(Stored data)
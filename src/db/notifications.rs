use chrono::Utc;
use rusqlite::params;

use super::*;

/// Filters for the notification feed. `cursor` is the id of the last row of
/// the previous page.
#[derive(Debug, Default, Clone)]
pub struct NotificationFilter {
    pub category: Option<String>,
    pub read: Option<bool>,
    pub limit: usize,
    pub cursor: Option<String>,
}

/// One page of the feed. `next_cursor` is present when another page may exist.
#[derive(Debug)]
pub struct NotificationPage {
    pub items: Vec<DbNotification>,
    pub next_cursor: Option<String>,
}

const NOTIFICATION_COLUMNS: &str =
    "id, user_id, category, title, body, task_id, metadata, read_at, created_at";

impl CrmDb {
    /// Insert a notification row.
    pub fn insert_notification(&self, notification: &DbNotification) -> Result<(), DbError> {
        self.conn.execute(
            "INSERT INTO notifications (
                id, user_id, category, title, body, task_id, metadata, read_at, created_at
             ) VALUES (?1, ?2, ?3, ?4, ?5, ?6, ?7, ?8, ?9)",
            params![
                notification.id,
                notification.user_id,
                notification.category,
                notification.title,
                notification.body,
                notification.task_id,
                notification.metadata,
                notification.read_at,
                notification.created_at,
            ],
        )?;
        Ok(())
    }

    /// Get a notification by id, scoped to its owner.
    pub fn get_notification(
        &self,
        user_id: &str,
        id: &str,
    ) -> Result<Option<DbNotification>, DbError> {
        let mut stmt = self.conn.prepare(&format!(
            "SELECT {NOTIFICATION_COLUMNS} FROM notifications
             WHERE id = ?1 AND user_id = ?2"
        ))?;
        let mut rows = stmt.query_map(params![id, user_id], Self::map_notification_row)?;
        match rows.next() {
            Some(row) => Ok(Some(row?)),
            None => Ok(None),
        }
    }

    /// Keyset-paginated feed, newest first. Ordering key is
    /// `(created_at, id)` descending so rows sharing a timestamp page
    /// deterministically.
    pub fn get_notifications(
        &self,
        user_id: &str,
        filter: &NotificationFilter,
    ) -> Result<NotificationPage, DbError> {
        // Resolve the cursor row first; an unknown cursor reads from the top.
        let anchor = match &filter.cursor {
            Some(id) => self.get_notification(user_id, id)?,
            None => None,
        };
        let (anchor_created, anchor_id) = match &anchor {
            Some(n) => (Some(n.created_at.clone()), Some(n.id.clone())),
            None => (None, None),
        };

        let limit = filter.limit.clamp(1, 100) as i64;
        let mut stmt = self.conn.prepare(&format!(
            "SELECT {NOTIFICATION_COLUMNS} FROM notifications
             WHERE user_id = ?1
               AND (?2 IS NULL OR category = ?2)
               AND (?3 IS NULL
                    OR (?3 = 1 AND read_at IS NOT NULL)
                    OR (?3 = 0 AND read_at IS NULL))
               AND (?4 IS NULL
                    OR created_at < ?4
                    OR (created_at = ?4 AND id < ?5))
             ORDER BY created_at DESC, id DESC
             LIMIT ?6"
        ))?;
        let read_flag: Option<i64> = filter.read.map(|r| if r { 1 } else { 0 });
        let rows = stmt.query_map(
            params![
                user_id,
                filter.category,
                read_flag,
                anchor_created,
                anchor_id,
                limit
            ],
            Self::map_notification_row,
        )?;

        let mut items = Vec::new();
        for row in rows {
            items.push(row?);
        }

        let next_cursor = if items.len() == limit as usize {
            items.last().map(|n| n.id.clone())
        } else {
            None
        };
        Ok(NotificationPage { items, next_cursor })
    }

    /// Find an unread task notification for the given task, if any. Backs the
    /// evaluator's lookup-before-insert dedup; not a uniqueness guarantee.
    pub fn find_unread_task_notification(
        &self,
        user_id: &str,
        task_id: &str,
    ) -> Result<Option<DbNotification>, DbError> {
        let mut stmt = self.conn.prepare(&format!(
            "SELECT {NOTIFICATION_COLUMNS} FROM notifications
             WHERE user_id = ?1
               AND task_id = ?2
               AND category IN ('task_due', 'task_overdue')
               AND read_at IS NULL
             LIMIT 1"
        ))?;
        let mut rows = stmt.query_map(params![user_id, task_id], Self::map_notification_row)?;
        match rows.next() {
            Some(row) => Ok(Some(row?)),
            None => Ok(None),
        }
    }

    /// Mark one notification read. Returns false when no owned row matched.
    /// Already-read rows keep their original `read_at`.
    pub fn mark_notification_read(&self, user_id: &str, id: &str) -> Result<bool, DbError> {
        let now = Utc::now().to_rfc3339();
        let changed = self.conn.execute(
            "UPDATE notifications SET read_at = ?1
             WHERE id = ?2 AND user_id = ?3 AND read_at IS NULL",
            params![now, id, user_id],
        )?;
        Ok(changed > 0)
    }

    /// Mark all of a user's unread notifications read. Returns the count.
    pub fn mark_all_notifications_read(&self, user_id: &str) -> Result<usize, DbError> {
        let now = Utc::now().to_rfc3339();
        let changed = self.conn.execute(
            "UPDATE notifications SET read_at = ?1
             WHERE user_id = ?2 AND read_at IS NULL",
            params![now, user_id],
        )?;
        Ok(changed)
    }

    /// Count a user's unread notifications.
    pub fn count_unread_notifications(&self, user_id: &str) -> Result<usize, DbError> {
        let count: i64 = self.conn.query_row(
            "SELECT COUNT(*) FROM notifications WHERE user_id = ?1 AND read_at IS NULL",
            params![user_id],
            |row| row.get(0),
        )?;
        Ok(count as usize)
    }

    pub(crate) fn map_notification_row(row: &rusqlite::Row<'_>) -> rusqlite::Result<DbNotification> {
        Ok(DbNotification {
            id: row.get(0)?,
            user_id: row.get(1)?,
            category: row.get(2)?,
            title: row.get(3)?,
            body: row.get(4)?,
            task_id: row.get(5)?,
            metadata: row.get(6)?,
            read_at: row.get(7)?,
            created_at: row.get(8)?,
        })
    }
}

#[cfg(test)]
mod tests {
    use super::super::test_utils::{seed_user, test_db};
    use super::*;

    fn sample_notification(id: &str, user_id: &str, created_at: &str) -> DbNotification {
        DbNotification {
            id: id.to_string(),
            user_id: user_id.to_string(),
            category: "task_overdue".to_string(),
            title: format!("Notification {id}"),
            body: None,
            task_id: Some(format!("task-{id}")),
            metadata: Some(format!(r#"{{"taskId":"task-{id}","url":"/tasks/task-{id}"}}"#)),
            read_at: None,
            created_at: created_at.to_string(),
        }
    }

    #[test]
    fn test_insert_and_find_unread_task_notification() {
        let db = test_db();
        let user = seed_user(&db, "u1", "agent@porchlight.test");

        let n = sample_notification("n1", &user, "2026-01-01T10:00:00Z");
        db.insert_notification(&n).expect("insert");

        let found = db
            .find_unread_task_notification(&user, "task-n1")
            .expect("query");
        assert!(found.is_some());

        // Marking it read removes it from the dedup lookup
        assert!(db.mark_notification_read(&user, "n1").expect("mark read"));
        let found = db
            .find_unread_task_notification(&user, "task-n1")
            .expect("query");
        assert!(found.is_none());
    }

    #[test]
    fn test_mark_read_is_idempotent_and_owner_scoped() {
        let db = test_db();
        let user = seed_user(&db, "u1", "a@porchlight.test");
        seed_user(&db, "u2", "b@porchlight.test");

        db.insert_notification(&sample_notification("n1", &user, "2026-01-01T10:00:00Z"))
            .expect("insert");

        // Another user can't mark it
        assert!(!db.mark_notification_read("u2", "n1").expect("foreign mark"));

        assert!(db.mark_notification_read(&user, "n1").expect("first mark"));
        // Second mark is a no-op that preserves the original read_at
        assert!(!db.mark_notification_read(&user, "n1").expect("second mark"));
    }

    #[test]
    fn test_mark_all_read_counts() {
        let db = test_db();
        let user = seed_user(&db, "u1", "a@porchlight.test");

        for i in 0..3 {
            db.insert_notification(&sample_notification(
                &format!("n{i}"),
                &user,
                "2026-01-01T10:00:00Z",
            ))
            .expect("insert");
        }
        db.mark_notification_read(&user, "n0").expect("pre-read");

        let marked = db.mark_all_notifications_read(&user).expect("mark all");
        assert_eq!(marked, 2);
        assert_eq!(db.count_unread_notifications(&user).expect("count"), 0);
    }

    #[test]
    fn test_pagination_walks_without_overlap() {
        let db = test_db();
        let user = seed_user(&db, "u1", "a@porchlight.test");

        // Distinct timestamps so ordering is unambiguous
        for i in 0..5 {
            db.insert_notification(&sample_notification(
                &format!("n{i}"),
                &user,
                &format!("2026-01-0{}T10:00:00Z", i + 1),
            ))
            .expect("insert");
        }

        let filter = NotificationFilter {
            limit: 2,
            ..Default::default()
        };
        let page1 = db.get_notifications(&user, &filter).expect("page 1");
        assert_eq!(page1.items.len(), 2);
        assert_eq!(page1.items[0].id, "n4", "newest first");

        let page2 = db
            .get_notifications(
                &user,
                &NotificationFilter {
                    limit: 2,
                    cursor: page1.next_cursor.clone(),
                    ..Default::default()
                },
            )
            .expect("page 2");
        let page3 = db
            .get_notifications(
                &user,
                &NotificationFilter {
                    limit: 2,
                    cursor: page2.next_cursor.clone(),
                    ..Default::default()
                },
            )
            .expect("page 3");

        let mut seen: Vec<String> = Vec::new();
        for page in [&page1, &page2, &page3] {
            for item in &page.items {
                assert!(!seen.contains(&item.id), "no overlap across pages");
                seen.push(item.id.clone());
            }
        }
        assert_eq!(seen.len(), 5, "no gaps across pages");
        assert!(page3.next_cursor.is_none() || page3.items.is_empty());
    }

    #[test]
    fn test_category_and_read_filters() {
        let db = test_db();
        let user = seed_user(&db, "u1", "a@porchlight.test");

        let mut assigned = sample_notification("n1", &user, "2026-01-01T10:00:00Z");
        assigned.category = "task_assigned".to_string();
        db.insert_notification(&assigned).expect("insert");
        db.insert_notification(&sample_notification("n2", &user, "2026-01-02T10:00:00Z"))
            .expect("insert");
        db.mark_notification_read(&user, "n2").expect("mark");

        let overdue = db
            .get_notifications(
                &user,
                &NotificationFilter {
                    category: Some("task_overdue".to_string()),
                    limit: 10,
                    ..Default::default()
                },
            )
            .expect("query");
        assert_eq!(overdue.items.len(), 1);
        assert_eq!(overdue.items[0].id, "n2");

        let unread = db
            .get_notifications(
                &user,
                &NotificationFilter {
                    read: Some(false),
                    limit: 10,
                    ..Default::default()
                },
            )
            .expect("query");
        assert_eq!(unread.items.len(), 1);
        assert_eq!(unread.items[0].id, "n1");
    }
}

▶ WORK INSTRUCTION: Return every line above in which the string "Debug" occurs.

▶ WRITTEN ANSWER:
#[derive(Debug, Default, Clone)]
#[derive(Debug)]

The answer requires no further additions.